# Best choice for CO2 diffuser



## n0otro (Nov 22, 2006)

Right now I have an old Hagen CO2 ladder for a diffuser for my pressurized CO2 setup on my ten gallon. I'd like to get something a little bit more aesthetically pleasing such as the ADA CO2 diffuser, however the $46 + shipping price tag is a little more than I care to spend. The local fish store has a similar device for about $32, still a little more than I want to shell out for what it's supposed to do. (just break up some bubbles)

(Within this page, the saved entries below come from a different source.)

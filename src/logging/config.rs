//! Configuration management for the logging system
//!
//! Settings come from a TOML file or the service configuration, with
//! environment variable overrides applied on top.

use crate::config::ConfigError;
use serde::{Deserialize, Serialize};
use std::collections::HashMap;
use std::path::Path;

use super::features::LogFeature;

/// Main logging configuration structure
#[derive(Debug, Clone, Serialize, Deserialize, PartialEq)]
#[serde(default)]
pub struct LogConfig {
    /// General logging settings
    pub general: GeneralConfig,
    /// Feature-specific log levels, keyed by feature name (`mapper`, `http_server`, `config`)
    pub features: HashMap<String, String>,
}

/// General logging configuration
#[derive(Debug, Clone, Serialize, Deserialize, PartialEq)]
#[serde(default)]
pub struct GeneralConfig {
    /// Default log level for all modules
    pub default_level: String,
    /// Enable colored output
    pub enable_colors: bool,
    /// Include timestamps
    pub include_timestamp: bool,
}

impl Default for GeneralConfig {
    fn default() -> Self {
        Self {
            default_level: "INFO".to_string(),
            enable_colors: true,
            include_timestamp: true,
        }
    }
}

impl Default for LogConfig {
    fn default() -> Self {
        Self {
            general: GeneralConfig::default(),
            features: Self::default_features(),
        }
    }
}

impl LogConfig {
    /// Load configuration from a TOML file
    pub fn from_file<P: AsRef<Path>>(path: P) -> Result<Self, ConfigError> {
        let content = std::fs::read_to_string(path.as_ref()).map_err(ConfigError::Io)?;

        let mut config: LogConfig =
            toml::from_str(&content).map_err(|e| ConfigError::Parse(e.to_string()))?;

        config.apply_env_overrides();
        config.validate()?;

        Ok(config)
    }

    /// Apply environment variable overrides to the configuration
    pub fn apply_env_overrides(&mut self) {
        if let Ok(level) = std::env::var("CGCORE_ISO_LOG_LEVEL") {
            self.general.default_level = level;
        }
        if let Ok(colors) = std::env::var("CGCORE_ISO_LOG_COLORS") {
            self.general.enable_colors = colors.parse().unwrap_or(true);
        }

        for (key, value) in std::env::vars() {
            if let Some(feature) = key.strip_prefix("CGCORE_ISO_LOG_FEATURE_") {
                self.features.insert(feature.to_lowercase(), value);
            }
        }
    }

    /// Save configuration to a TOML file
    pub fn save_to_file<P: AsRef<Path>>(&self, path: P) -> Result<(), ConfigError> {
        let content =
            toml::to_string_pretty(self).map_err(|e| ConfigError::Serialize(e.to_string()))?;

        if let Some(parent) = path.as_ref().parent() {
            std::fs::create_dir_all(parent).map_err(ConfigError::Io)?;
        }

        std::fs::write(path, content).map_err(ConfigError::Io)?;
        Ok(())
    }

    /// Check that every level names a known log level and every feature is known.
    pub fn validate(&self) -> Result<(), ConfigError> {
        parse_level(&self.general.default_level).ok_or_else(|| ConfigError::Validation {
            field: "general.default_level".to_string(),
            message: format!("Unknown log level: {}", self.general.default_level),
        })?;

        for (feature, level) in &self.features {
            if LogFeature::from_name(feature).is_none() {
                return Err(ConfigError::Validation {
                    field: format!("features.{}", feature),
                    message: format!("Unknown logging feature: {}", feature),
                });
            }
            parse_level(level).ok_or_else(|| ConfigError::Validation {
                field: format!("features.{}", feature),
                message: format!("Unknown log level: {}", level),
            })?;
        }
        Ok(())
    }

    /// Get default feature-specific log levels
    fn default_features() -> HashMap<String, String> {
        let mut features = HashMap::new();
        features.insert("mapper".to_string(), "INFO".to_string());
        features.insert("http_server".to_string(), "INFO".to_string());
        features.insert("config".to_string(), "INFO".to_string());
        features
    }
}

/// Parse `TRACE|DEBUG|INFO|WARN|ERROR|OFF`, case-insensitively.
pub fn parse_level(level: &str) -> Option<log::LevelFilter> {
    level.trim().parse().ok()
}

#[cfg(test)]
mod tests {
    use super::*;
    use tempfile::tempdir;

    #[test]
    fn default_config_is_valid() {
        let config = LogConfig::default();
        assert_eq!(config.general.default_level, "INFO");
        assert!(config.validate().is_ok());
    }

    #[test]
    fn parse_level_is_case_insensitive() {
        assert_eq!(parse_level("debug"), Some(log::LevelFilter::Debug));
        assert_eq!(parse_level("WARN"), Some(log::LevelFilter::Warn));
        assert_eq!(parse_level("verbose"), None);
    }

    #[test]
    fn unknown_feature_fails_validation() {
        let mut config = LogConfig::default();
        config
            .features
            .insert("transform".to_string(), "DEBUG".to_string());
        assert!(matches!(
            config.validate(),
            Err(ConfigError::Validation { .. })
        ));
    }

    #[test]
    fn save_and_load_round_trip() {
        let dir = tempdir().unwrap();
        let path = dir.path().join("logging/logging.toml");

        let mut config = LogConfig::default();
        config.general.default_level = "DEBUG".to_string();
        config.general.include_timestamp = false;
        config.save_to_file(&path).unwrap();

        let loaded = LogConfig::from_file(&path).unwrap();
        assert!(!loaded.general.include_timestamp);
        assert_eq!(loaded.features.get("mapper").map(String::as_str), Some("INFO"));
    }

    #[test]
    fn partial_toml_uses_defaults() {
        let dir = tempdir().unwrap();
        let path = dir.path().join("logging.toml");
        std::fs::write(&path, "[general]\nenable_colors = false\n").unwrap();

        let loaded = LogConfig::from_file(&path).unwrap();
        assert!(!loaded.general.enable_colors);
        assert!(loaded.general.include_timestamp);
    }
}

I found a whole slew of different CO2 diffusers on ebay for between $5-$15
eBay - co2 diffuser, Pet Supplies, Home Garden items on eBay.com
Does anybody use any of these, and if so, which ones should I go with? I'm thinking about going with the nano 3pc diffuser set for $15 bucks, but does anybody have any recommendations? How do you like the rhinox diffusers? the spios?

Thanks for your opinions


----------



## dough041 (Dec 23, 2006)

*co2 diffusers*

I'm new to planted tanks, but I recently got two rhinox 5000 diffusers and my experiences has been very positive. I find it does diffuse the co2 into a very fine mist and (mine) goes through mostly all of the disc surface. Hope that helps you. I've seen where others say that only a few bubbles come out or only a small section of the ceramic disc produce bubbles but I guess I got a lucky one.


----------



## John N. (Dec 11, 2005)

Depending on your size tank. I would use the nano sized ones for a tank up to 20-25 gallons. Otherwise go with one of the Rhinox diffusers with a larger disk. Be sure to get more than one, so that when you clean them out you have one to replace it with. Aqmagic.com is a good seller of this stuff. They are all fairly efficient at providing the misting application.

-John N.


----------



## eklikewhoa (Jul 24, 2006)

I got a few pollen glass from tonebrian or something like that on ebay. Search co2 diffuser on ebay


----------



## n0otro (Nov 22, 2006)

thanks for the response guys, i'll let you know which one i wind up going with and how i like it.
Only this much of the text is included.